Design and Synthesis of Imidazoline Derivatives Active on Glucose Homeostasis in a Rat Model of Type II Diabetes. 1. Synthesis and Biological Activities of N-Benzyl-N ‘-(arylalkyl)-2-(4‘,5‘-dihydro-1‘H-imidazol-2‘-yl)piperazines

The physiopathology of non-insulin-dependent diabetes mellitus is associated with a dysfunction in the regulation of insulin secretion. The α2-adrenoceptors have been reported to be involved in this alteration, although α2-antagonists containing an imidazoline ring may stimulate insulin secretion independently of α2-adrenoceptor blockage. Recently, a new “imidazoline-binding site” involved in the control of K+-ATP channels in the B cell has been proposed.

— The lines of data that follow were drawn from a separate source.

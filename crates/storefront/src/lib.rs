//! Storefront application shell.
//!
//! [`Storefront`] owns every piece of page state: the document, the cart,
//! the router and history, toasts, observers and the timer queue. Input
//! arrives as [`Event`]s through [`Storefront::dispatch`]; time moves only
//! through [`Storefront::advance`], which runs due timers one at a time to
//! completion. Handlers never interleave.

mod cards;
mod cart_ui;
mod effects;
mod event;
mod form;
mod options;
mod shell;
mod shortcuts;
pub mod specs;
mod state;

use lootbox_cart::CartError;
use lootbox_keymap_parser::ParseError;
use thiserror::Error;

pub use cards::{capture_product, find_card};
pub use effects::{counter_suffix, counter_target, counter_text, ease_out_quart};
pub use event::{Effect, Event};
pub use form::{Field, validate};
pub use options::{Binding, Options, ShortcutAction, default_bindings};
pub use shell::Storefront;
pub use shortcuts::Shortcuts;
pub use state::{Badge, CartLine, FieldError, State, ToastView};

#[derive(Debug, Error)]
pub enum StorefrontError {
	#[error(transparent)]
	Cart(#[from] CartError),
	#[error("invalid shortcut '{keys}': {source}")]
	Shortcut {
		keys: String,
		#[source]
		source: ParseError,
	},
	#[error("invalid storefront options: {0}")]
	Config(#[from] toml::de::Error),
}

In the course of searching for new antidiabetic agents, 1-alkyl-2-(4‘,5‘-dihydro-1‘H-imidazol-2‘-yl)-4-benzylpiperazines, 1-benzyl-2-(4‘,5‘-dihydro-1‘H-imidazol-2‘-yl)-4-alkylpiperazines, and 1-benzyl-2-(4‘,5‘-dihydro-1‘H-imidazol-2‘-yl)-4-benzylpiperazines have been designed and evaluated as potential adrenoceptor antagonists. Pharmacological evaluation was performed in vivo using glucose tolerance tests performed on a rat model of type II diabetes obtained by injection of a low dose (35 mg/kg) of streptozotocin (STZ). For some compounds, binding experiments were performed on α2 adrenoceptors and I1 and I2 imidazoline-binding sites. The biological and physicochemical data have been combined with molecular modeling studies to establish structure−activity relationships. The most active compound was 1-(2‘,4‘-dichlorobenzyl)-2-(4‘,5‘-dihydro-1‘H-imidazol-2‘-yl)-4-methylpiperazine (7f); intraperitoneal administration (100 μmol/kg) of 7f strongly improved glucose tolerance in STZ diabetic rats. This effect seemed at least partly mediated by a significant increase of insulin secretion. Other compounds of the same family (7b, 16f, 23b) have also shown potent activity. We found no correlation between in vivo antihyperglycemic properties and in vitro affinities for α2-adrenoceptors or I1, and I2 binding sites. These compounds can be considered as antihyperglycemic agents potentially useful for treatment of type II diabetes and are currently under complementary investigation.